Apesar de muitas pessoas terem medo que os antidepressivos causem dependência, Gustavo Jesus assegura que “a única classe de medicamentos que pode causar dependência são as benzodiazepinas, vulgarmente chamadas de calmantes ou ansiolíticos”, as quais não devem ser usadas durante mais de oito a 12 semanas, incluindo a fase de descontinuação.
O médico sublinha que, apesar de às vezes ser mesmo preciso recorrer a estes fármacos para ajudar pessoas que têm sintomas que causam grande sofrimento, como ataques de pânico diários, os ansiolíticos “não mudam nada a longo prazo”. Para isso é necessário recorrer, a outras estratégias.

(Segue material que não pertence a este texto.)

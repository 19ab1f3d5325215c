//! Porcelain commands, one module per resource group. Each command reads its
//! flags from the settings store under its own prefix, builds the request and
//! hands the remote call to the shared executor.

pub mod applications;
pub mod identities;
pub mod identity_sources;
pub mod tenants;

use crate::config::flags::{flag_name, FLAG_NAME, FLAG_PAGE, FLAG_PAGE_SIZE};
use crate::config::Settings;
use crate::models::ListQuery;

/// Pagination and filters of a list command; `id_suffix` names the identifier filter flag.
pub fn build_list_query(settings: &Settings, flag_prefix: &str, id_suffix: &str) -> ListQuery {
    ListQuery {
        page: settings.get_opt_i64(&flag_name(flag_prefix, FLAG_PAGE)),
        page_size: settings.get_opt_i64(&flag_name(flag_prefix, FLAG_PAGE_SIZE)),
        id: settings.get_opt_string(&flag_name(flag_prefix, id_suffix)),
        name: settings.get_opt_string(&flag_name(flag_prefix, FLAG_NAME)),
    }
}
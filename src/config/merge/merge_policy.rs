//! Merge rules: defaults, override order, conflict handling.

use crate::config::flags::{aap_target_key, FLAG_OUTPUT, FLAG_VERBOSE, FLAG_WORKDIR};
use config::builder::DefaultState;
use config::Config;
use config::ConfigBuilder;
use config::ConfigError;
use config::Value;

/// Default AAP service address.
pub const DEFAULT_AAP_TARGET: &str = "localhost:9092";

/// Create a Config builder with merge policy defaults applied.
pub fn builder_with_defaults() -> Result<ConfigBuilder<DefaultState>, ConfigError> {
    Config::builder()
        .set_default(FLAG_WORKDIR, ".")?
        .set_default(FLAG_OUTPUT, "terminal")?
        .set_default(FLAG_VERBOSE, false)?
        .set_default(aap_target_key(), DEFAULT_AAP_TARGET)
}

/// Apply CLI flag overrides last so they win over every file and env source.
pub fn apply_overrides(
    mut builder: ConfigBuilder<DefaultState>,
    overrides: &[(String, Value)],
) -> Result<ConfigBuilder<DefaultState>, ConfigError> {
    for (key, value) in overrides {
        builder = builder.set_override(key.as_str(), value.clone())?;
    }
    Ok(builder)
}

Uma delas é, por exemplo, a toma de antidepressivos. “Apesar do nome, são usados para muito mais coisas do que apenas para tratar a depressão”,comenta Gustavo Jesus. Estes medicamentos vão “remodelar a neurotransmissão, levando a uma alteração dos circuitos”. É que, quando estamos ansiosos, acabamos por “habituar” os circuitos do nosso cérebro a funcionar mal, como se ficassem viciados em caminhos errados que, inevitavelmente, levam a uma resposta ansiosa.
Re-educar estes “caminhos” cerebrais é algo que, além de poder ser feito com antidepressivos, é conseguido através da psicoterapia, que funciona como uma espécie de fisioterapia cerebral. Além de resolver a raiz do problema, ensina o cérebro a voltar a usar os circuitos cerebrais de forma a não desencadearem respostas patológicas de ansiedade.
Ao longo da conversa, disponível em vídeo e em formato podcast, Gustavo Jesus fala ainda do burn-out e respetivos sintomas, bem como dos sinais de alerta de perturbações de ansiedade em adolescentes, uma faixa da população que, segundo o médico, foi a que mais viu a saúde mental abalada após a pandemia.